A suit of armor, a storm and a song without shelter is Leo Rizzi’s bravest leap.

In an industry where almost everything is calculated, there are artists who still dare to go unprotected.

Leo Rizzi does it literally.

In the music video for “Puro”, the singer-songwriter appears dressed in medieval knight’s armor while a snowstorm rages around him. But what is really important is not the image -it is what happens next-: layer by layer, the artist strips himself of all defense until he is exposed.

It’s not just one scene.

It is an artistic statement.

With this single, available from February 6, 2026, Rizzi inaugurates a more mature, introspective and radically honest creative stage.

A song that does not hide

Composed with Jesús José Ortega Bermúdez and Juan González Sánchez, and co-produced with RYO, “Puro” moves in the territory of emotional soft rock, but avoids falling into sonic complacency.

Everything here breathes intention.

A constant drumming marks an almost hypnotic pulse while the acoustic guitars sustain the intimacy of the lyrics. Then the silence appears -strategic, almost tangible- in the chorus, as if the song needed space to say what words cannot reach.

Rizzi’s voice does not seek to impress; it seeks to connect.

And that choice changes everything.

The sound of lowering defenses

There are songs that talk about love and others that go through it without filters.
“Pure” belongs to the second category.

The song is built as a confession of absolute emotional surrender -that instant when someone decides to stop protecting himself- and finds one of its most luminous moments in the string arrangement signed by Daniel Acebes “El Cheli”.

Violins and cellos emerge towards the end as a warm current, elevating the vulnerability of the theme without turning it into fragility.
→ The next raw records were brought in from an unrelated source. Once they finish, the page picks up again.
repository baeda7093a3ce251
//! Common types used across the application.

pub mod id;

pub use id::*;
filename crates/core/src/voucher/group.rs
//! Partitioning of entries by serial number.

use std::collections::HashMap;

use super::entry::EntryRecord;

/// Entries sharing one group key, in their original order.
#[derive(Debug, Clone, PartialEq)]
pub struct EntryGroup<'a> {
    key: &'a str,
    entries: Vec<&'a EntryRecord>,
}

impl<'a> EntryGroup<'a> {
    /// The trimmed group key.
    #[must_use]
    pub fn key(&self) -> &'a str {
        self.key
    }

    /// Members in insertion order.
    #[must_use]
    pub fn entries(&self) -> &[&'a EntryRecord] {
        &self.entries
    }

    /// Number of members.
    #[must_use]
    pub fn len(&self) -> usize {
        self.entries.len()
    }

    /// Always false for groups produced by [`group_entries`].
    #[must_use]
    pub fn is_empty(&self) -> bool {
        self.entries.is_empty()
    }
}

/// Result of grouping a batch: groups in order of first appearance.
#[derive(Debug, Clone, Default, PartialEq)]
pub struct EntryGroups<'a> {
    groups: Vec<EntryGroup<'a>>,
    skipped: usize,
}

impl<'a> EntryGroups<'a> {
    /// Iterates groups in order of first appearance of their key.
    pub fn iter(&self) -> std::slice::Iter<'_, EntryGroup<'a>> {
        self.groups.iter()
    }

    /// Number of distinct keys.
    #[must_use]
    pub fn len(&self) -> usize {
        self.groups.len()
    }

    /// True when no entry carried a key.
    #[must_use]
    pub fn is_empty(&self) -> bool {
        self.groups.is_empty()
    }

    /// Number of entries left out for lacking a key.
    #[must_use]
    pub fn skipped(&self) -> usize {
        self.skipped
    }

    /// Looks up a group by its (trimmed) key.
    #[must_use]
    pub fn get(&self, key: &str) -> Option<&EntryGroup<'a>> {
        self.groups.iter().find(|group| group.key == key.trim())
    }
}

impl<'g, 'a> IntoIterator for &'g EntryGroups<'a> {
    type Item = &'g EntryGroup<'a>;
    type IntoIter = std::slice::Iter<'g, EntryGroup<'a>>;

    fn into_iter(self) -> Self::IntoIter {
        self.iter()
    }
}

/// Groups entries by trimmed group key in a single pass.
///
/// Entries whose key is absent or blank are not placed in any group.
#[must_use]
pub fn group_entries(entries: &[EntryRecord]) -> EntryGroups<'_> {
    let mut index: HashMap<&str, usize> = HashMap::new();
    let mut grouped = EntryGroups::default();

    for entry in entries {
        let Some(key) = entry.normalized_group_key() else {
            grouped.skipped += 1;
            continue;
        };

        let slot = *index.entry(key).or_insert_with(|| {
            grouped.groups.push(EntryGroup {
                key,
                entries: Vec::new(),
            });
            grouped.groups.len() - 1
        });
        grouped.groups[slot].entries.push(entry);
    }

    grouped
}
Because here vulnerability is not weakness.

It is courage.

A video clip that turns emotion into a symbol

Shot in Madrid and directed by Sofía Boriosi, the video amplifies the song’s narrative with a powerful visual charge. Ana Roda’s creative direction and Sofía Colodrón’s photography construct an almost dreamlike landscape where cold, metal and silence function as emotional metaphors.

Armor does not represent strength.

Represents fear.

And taking it off – piece by piece – is the real climax.

Few images better describe Leo Rizzi’s artistic moment.

After “Pájaro Azul”, a leap inwards

If his debut already showed an uncommon sensibility, “Puro” confirms something more interesting: the artist is not trying to be bigger, but truer.

That movement is often what separates passing musicians from those who build a lasting identity.

In a panorama saturated with stimuli, Rizzi opts for the opposite: lowering the emotional volume so that what is important can be heard.

And that decision rarely goes unnoticed.

Because when an artist stops hiding, the public notices.

And, more often than not, it gets a little closer.